The general rule is that an illegal sentence, as opposed to an erroneous sentence, may be
corrected at anytime. State v. Burkhart, 566 S.W.2d 871, 873 (Tenn. 1978). Here, the defendant
filed a motion to correct his sentence. Typically, a challenge to an illegal sentence by an incarcerated
defendant should be made by a petition for writ of habeas corpus. See Stephenson v. Carlton, 28
S.W.3d 910, 911 (Tenn. 2000); Freddie Cupples v. State, No. 02C01-9511-CC-00333, slip op. at 3
(Tenn. Crim. App., at Jackson, Oct. 22, 1996), app. for perm. to appeal denied, (Tenn., Feb. 10,
1997). Habeas corpus relief is available when it appears on the face of the judgment or the record
upon which the judgment is entered that the trial court was without jurisdiction to sentence or that
the sentence has expired. Archer v. State, 851 S.W.2d 157, 164 (Tenn. 1993); see also Ussery v.
Avery, 222 Tenn. 50, 432 S.W.2d 656, 658 (1968).
This court has also considered an attack on an illegal sentence by way of post-conviction
petition, holding that the action is not barred by the applicable statute of limitations. See Kevin
Lavell Abston v. State, No. 02C01-9807-CR-00212, slip op. at 3 (Tenn. Crim. App., at Jackson, Dec.
30, 1998) (citing State v. Mahler, 735 S.W.2d 226, 228 (Tenn. 1987)); see also James Gordon
Coons, III v. State, No. 01C01-9801-CR-00014, slip op. at 6 (Tenn. Crim. App., at Nashville, May
6, 1999). Rule 3(b) of the Tennessee Rules of Appellate Procedure does not recognize a direct
appeal of a dismissal of a motion to correct an illegal sentence, the method of attack in this instance.
In the interests of justice, however, an appeal of an order denying a petition to correct an illegal
sentence may be treated by this court as a petition for writ of certiorari.

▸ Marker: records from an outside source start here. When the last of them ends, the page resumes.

//! Main docmapper crate providing typed repositories over a JSON index engine.
//!
//! This crate is the primary entry point for users of docmapper. It re-exports the core types
//! from the sub-crates and gives access to the available engines.
//!
//! # Features
//!
//! - **Typed records** - Describe a record shape with serde and `#[derive(Record)]`
//! - **CRUD repositories** - One engine request per call, with create/update/save/patch/delete
//!   outcomes mapped to plain numbers
//! - **Search** - Caller-built queries, sort expressions and paging with the engine's total
//! - **Batch delete** - Bulk requests reporting the ids the engine failed
//!
//! # Quick Start
//!
//! ```ignore
//! use docmapper::{prelude::*, memory::InMemoryStore};
//! use serde::{Deserialize, Serialize};
//! use serde_json::json;
//!
//! #[derive(Debug, Clone, Serialize, Deserialize, Record)]
//! pub struct User {
//!     #[record(id)]
//!     pub id: String,
//!     pub username: String,
//!     #[record(omit_empty)]
//!     pub email: Option<String>,
//! }
//!
//! #[tokio::main]
//! async fn main() -> DocumentStoreResult<()> {
//!     let store = DocumentStore::new(InMemoryStore::builder().build().await?);
//!     let users = store.repository::<User>("users")?;
//!
//!     let user = User { id: "u1".to_string(), username: "tony".to_string(), email: None };
//!     assert_eq!(users.create(&user).await?, Outcome(1));
//!
//!     let search = users.into_search(
//!         |name: &String| json!({ "match": { "username": name } }),
//!         |_: &String| "username".to_string(),
//!     );
//!     let page = search.search(&"tony".to_string(), 10, 0).await?;
//!     println!("{} of {} users", page.len(), page.total);
//!
//!     store.shutdown().await
//! }
//! ```
//!
//! # Dynamic Dispatch
//!
//! A typed `DocumentStore` converts into a store over a boxed engine with
//! [`into_dyn`](store::DocumentStore::into_dyn), for engines chosen at runtime:
//!
//! ```ignore
//! let store = DocumentStore::new(InMemoryStore::new()).into_dyn();
//! let users = store.repository::<User>("users")?;
//! ```
//!
//! # Engines
//!
//! - [`memory`] - In-process engine for development and testing
//! - `elasticsearch` - Elasticsearch REST engine (requires the `elasticsearch` feature)

#[allow(unused_extern_crates)]
extern crate self as docmapper;

pub mod prelude;

pub use docmapper_core::{
    batch, codec, engine, envelope, error, field_map, outcome, page, query, record, repository,
    search, store,
};
pub use docmapper_macros::Record;

// Patch documents are plain JSON maps.
pub use serde_json;

/// In-memory engine implementation.
pub mod memory {
    pub use docmapper_memory::{InMemoryStore, InMemoryStoreBuilder, evaluator};
}

/// Elasticsearch engine implementation.
///
/// This module is only available when the `elasticsearch` feature is enabled.
#[cfg(feature = "elasticsearch")]
pub mod elasticsearch {
    pub use docmapper_elasticsearch::{
        ElasticsearchConfig, ElasticsearchStore, ElasticsearchStoreBuilder,
    };
}
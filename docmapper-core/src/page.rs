//! Pagination and result types for search results.
//!
//! This module provides the [`Page`] struct returned by searches and
//! [`PaginationParams`] for requesting a page by number instead of by offset.

use serde::{Deserialize, Serialize};

/// A single page of search results.
///
/// # Type Parameters
///
/// * `T` - The type of items contained in this page
///
/// # Example
///
/// ```ignore
/// use docmapper::page::Page;
///
/// let page: Page<String> = Page::builder(vec!["item1".to_string()])
///     .with_total(100)
///     .with_next_page(Some(2))
///     .build();
///
/// assert_eq!(page.items.len(), 1);
/// assert_eq!(page.total, 100);
/// ```
#[derive(Serialize, Deserialize, Debug, Clone, PartialEq)]
pub struct Page<T> {
    /// The items contained in this page, in engine order.
    pub items: Vec<T>,
    /// Total number of matches reported by the engine, across all pages.
    pub total: u64,
    /// The next page number (if more pages exist).
    pub next_page: Option<u64>,
    /// The previous page number (if this is not the first page).
    pub previous_page: Option<u64>,
}

impl<T> Page<T> {
    /// Creates a new builder for constructing a page.
    pub fn builder(items: Vec<T>) -> PageBuilder<T> {
        PageBuilder::new(items)
    }

    pub fn is_empty(&self) -> bool {
        self.items.is_empty()
    }

    pub fn len(&self) -> usize {
        self.items.len()
    }
}

impl<T> Default for Page<T> {
    fn default() -> Self {
        Self {
            items: Vec::new(),
            total: 0,
            next_page: None,
            previous_page: None,
        }
    }
}

impl<T> IntoIterator for Page<T> {
    type Item = T;
    type IntoIter = std::vec::IntoIter<T>;

    fn into_iter(self) -> Self::IntoIter {
        self.items.into_iter()
    }
}

/// Builder for constructing [`Page`] instances with fluent API.
pub struct PageBuilder<T> {
    items: Vec<T>,
    total: u64,
    next_page: Option<u64>,
    previous_page: Option<u64>,
}

impl<T> PageBuilder<T> {
    /// Creates a new builder with the given items.
    pub fn new(items: Vec<T>) -> Self {
        Self {
            items,
            total: 0,
            next_page: None,
            previous_page: None,
        }
    }

    /// Sets the total number of matches across all pages.
    pub fn with_total(mut self, total: u64) -> Self {
        self.total = total;
        self
    }

    /// Sets the next page number (or `None` if this is the last page).
    pub fn with_next_page(mut self, next_page: Option<u64>) -> Self {
        self.next_page = next_page;
        self
    }

    /// Sets the previous page number (or `None` if this is the first page).
    pub fn with_previous_page(mut self, previous_page: Option<u64>) -> Self {
        self.previous_page = previous_page;
        self
    }

    /// Builds and returns the final [`Page`] instance.
    pub fn build(self) -> Page<T> {
        Page {
            items: self.items,
            total: self.total,
            next_page: self.next_page,
            previous_page: self.previous_page,
        }
    }
}

/// Parameters for requesting a page by number.
///
/// Pages are 1-indexed (page 1 is the first page). A page number of zero is treated as page 1.
///
/// # Example
///
/// ```ignore
/// use docmapper::page::PaginationParams;
///
/// let params = PaginationParams::new(2, 50);
/// assert_eq!(params.offset(), 50);
/// assert_eq!(params.limit(), 50);
/// ```
#[derive(Serialize, Deserialize, Debug, Clone, Copy, PartialEq, Eq)]
pub struct PaginationParams {
    /// The page number (1-indexed).
    pub page: u64,
    /// Number of items per page.
    pub per_page: u64,
}

impl PaginationParams {
    pub fn new(page: u64, per_page: u64) -> Self {
        Self { page, per_page }
    }

    /// Creates a new builder for constructing pagination parameters.
    pub fn builder() -> PaginationParamsBuilder {
        PaginationParamsBuilder::new()
    }

    /// Number of hits to skip for this page.
    pub fn offset(&self) -> u64 {
        (self.page.max(1) - 1).saturating_mul(self.per_page)
    }

    /// Number of hits to request for this page.
    pub fn limit(&self) -> u64 {
        self.per_page
    }

    /// Wraps one page of items with navigation metadata derived from the engine's total.
    pub fn to_page<T>(&self, items: Vec<T>, total: u64) -> Page<T> {
        let page = self.page.max(1);
        let end = self.offset().saturating_add(items.len() as u64);

        Page::builder(items)
            .with_total(total)
            .with_next_page(page.checked_add(1).filter(|_| end < total))
            .with_previous_page((page > 1).then_some(page - 1))
            .build()
    }
}

impl Default for PaginationParams {
    fn default() -> Self {
        Self { page: 1, per_page: 10 }
    }
}

/// Builder for constructing [`PaginationParams`] instances.
pub struct PaginationParamsBuilder {
    page: Option<u64>,
    per_page: Option<u64>,
}

impl PaginationParamsBuilder {
    pub fn new() -> Self {
        Self { page: None, per_page: None }
    }

    /// Sets the page number (1-indexed).
    pub fn with_page(mut self, page: u64) -> Self {
        self.page = Some(page);
        self
    }

    /// Sets the number of items per page.
    pub fn with_per_page(mut self, per_page: u64) -> Self {
        self.per_page = Some(per_page);
        self
    }

    /// Builds and returns the [`PaginationParams`].
    ///
    /// Uses defaults for any unset values (page=1, per_page=10).
    pub fn build(self) -> PaginationParams {
        PaginationParams {
            page: self.page.unwrap_or(1),
            per_page: self.per_page.unwrap_or(10),
        }
    }
}

impl Default for PaginationParamsBuilder {
    fn default() -> Self {
        Self::new()
    }
}
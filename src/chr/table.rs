//! Ordered tile collections
//!
//! Position is the only identity a tile has. Removing a tile shifts every
//! later tile down by one, so callers holding indices into the table must
//! remap them (see [`crate::chr::metasprite::Metasprite::remap_after_removal`]).

use crate::chr::tile::Tile;
use crate::io::configuration::{GRID_COLUMNS, GRID_ROWS};

/// How consecutive tiles are grouped into addressable units
#[derive(Clone, Copy, Debug, Default, PartialEq, Eq, Hash)]
pub enum TileLayout {
    /// Every tile is an independent 8x8 unit
    #[default]
    Single,
    /// Tiles `(2k, 2k + 1)` form one 8x16 unit, top half first
    Paired,
}

impl TileLayout {
    /// Number of tiles per addressable unit
    pub const fn stride(self) -> usize {
        match self {
            Self::Single => 1,
            Self::Paired => 2,
        }
    }

    /// Unit height in pixels
    pub const fn tile_height(self) -> u8 {
        match self {
            Self::Single => 8,
            Self::Paired => 16,
        }
    }

    /// Layout for a unit height of 8 or 16 pixels
    pub const fn from_tile_height(height: u8) -> Option<Self> {
        match height {
            8 => Some(Self::Single),
            16 => Some(Self::Paired),
            _ => None,
        }
    }
}

/// Ordered, mutable tile table
#[derive(Clone, Debug, Default, PartialEq, Eq)]
pub struct TileTable {
    tiles: Vec<Tile>,
    layout: TileLayout,
}

impl TileTable {
    /// Create an empty table
    pub const fn new(layout: TileLayout) -> Self {
        Self {
            tiles: Vec::new(),
            layout,
        }
    }

    /// Create a table from existing tiles
    pub const fn with_tiles(tiles: Vec<Tile>, layout: TileLayout) -> Self {
        Self { tiles, layout }
    }

    /// Grouping of tiles into units
    pub const fn layout(&self) -> TileLayout {
        self.layout
    }

    /// Number of 8x8 tiles (not units)
    pub const fn len(&self) -> usize {
        self.tiles.len()
    }

    /// True when the table holds no tiles
    pub const fn is_empty(&self) -> bool {
        self.tiles.is_empty()
    }

    /// Tile at `index`
    pub fn get(&self, index: usize) -> Option<&Tile> {
        self.tiles.get(index)
    }

    /// All tiles in order
    pub fn tiles(&self) -> &[Tile] {
        &self.tiles
    }

    /// Iterate tiles in order
    pub fn iter(&self) -> std::slice::Iter<'_, Tile> {
        self.tiles.iter()
    }

    /// Append a tile
    pub fn push(&mut self, tile: Tile) {
        self.tiles.push(tile);
    }

    /// Remove the tile at `index`, shifting later tiles down by one
    ///
    /// In paired layout callers remove both halves, bottom half first.
    ///
    /// # Panics
    ///
    /// Panics if `index` is out of bounds. Indices reaching this point come
    /// from the table's own iteration, so an invalid one is a logic error.
    pub fn remove_at(&mut self, index: usize) -> Tile {
        self.tiles.remove(index)
    }

    /// Move every tile of `other` onto the end of this table
    pub fn append(&mut self, other: &mut Self) {
        self.tiles.append(&mut other.tiles);
    }

    /// Reorder a 16-column grid table into 8x16 pairs
    ///
    /// For every even row `r` and column `c`, tile `(r, c)` and the tile
    /// below it `(r + 1, c)` become consecutive, so `(r, c)` lands at
    /// `r * 16 + 2c`. A missing bottom row is padded with blank tiles.
    pub fn to_paired(&mut self) {
        if self.layout == TileLayout::Paired {
            return;
        }

        let rows = self.tiles.len().div_ceil(GRID_COLUMNS);
        let mut paired = Vec::with_capacity(rows.next_multiple_of(2) * GRID_COLUMNS);
        for row in (0..rows).step_by(2) {
            for col in 0..GRID_COLUMNS {
                let top = row * GRID_COLUMNS + col;
                let bottom = top + GRID_COLUMNS;
                paired.push(self.tiles.get(top).copied().unwrap_or_default());
                paired.push(self.tiles.get(bottom).copied().unwrap_or_default());
            }
        }

        self.tiles = paired;
        self.layout = TileLayout::Paired;
    }

    /// A blank table covering the full 16x16 sprite grid
    pub fn blank_grid() -> Self {
        Self::with_tiles(
            vec![Tile::default(); GRID_ROWS * GRID_COLUMNS],
            TileLayout::Single,
        )
    }

    /// Mutable access to the tile at `index`
    pub fn get_mut(&mut self, index: usize) -> Option<&mut Tile> {
        self.tiles.get_mut(index)
    }
}

impl<'a> IntoIterator for &'a TileTable {
    type Item = &'a Tile;
    type IntoIter = std::slice::Iter<'a, Tile>;

    fn into_iter(self) -> Self::IntoIter {
        self.tiles.iter()
    }
}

State v. Donald Ree Jones,
No. M2000-00381-CCA-R3-CD, slip op. at 3 (Tenn. Crim. App., at Nashville, Oct. 13, 2000); see
also State v. Leath, 977 S.W.2d 132, 135 (Tenn. Crim. App. 1998).
In State v. Bruce C. Reliford, No. W1999-00826-CCA-R3-CD, slip op. at 2 (Tenn. Crim.
App., at Jackson, Oct. 2, 2000) (quoting Leath, 977 S.W.2d at 135), this court treated an improper
appeal of a motion to correct an allegedly illegal sentence as a common law petition for writ of
certiorari, stating that the writ may be granted where the trial court "'exceeded the jurisdiction
conferred, or [was] acting illegally, [and] when, in the judgment of the court, there is no other plain,
speedy, or adequate remedy.'" The interests of justice, under the circumstances of this case, would
not warrant treatment of the motion to correct as a petition for writ of certiorari.1
Moreover, the defendant is not entitled to relief on the merits. In Davis, our supreme court
held that restitution may not be imposed in conjunction with a sentence of confinement. 940 S.W.2d
at 562. The opinion in Davis did not address the simultaneous imposition of a fine and an
incarcerative sentence. The supreme court made the following observation:
With regard to the question presented in this case, . . . we observe that the Sentencing
Act authorizes a number of sentencing alternatives, including a fine, confinement,
work release, probation, and community[-]based alternatives; . . . . [T]here is no
1
Compare State v. Guillermo Matias Juan, No. 03C01-9812-CR-00443 (Tenn. Crim. App., at Knoxville, Aug.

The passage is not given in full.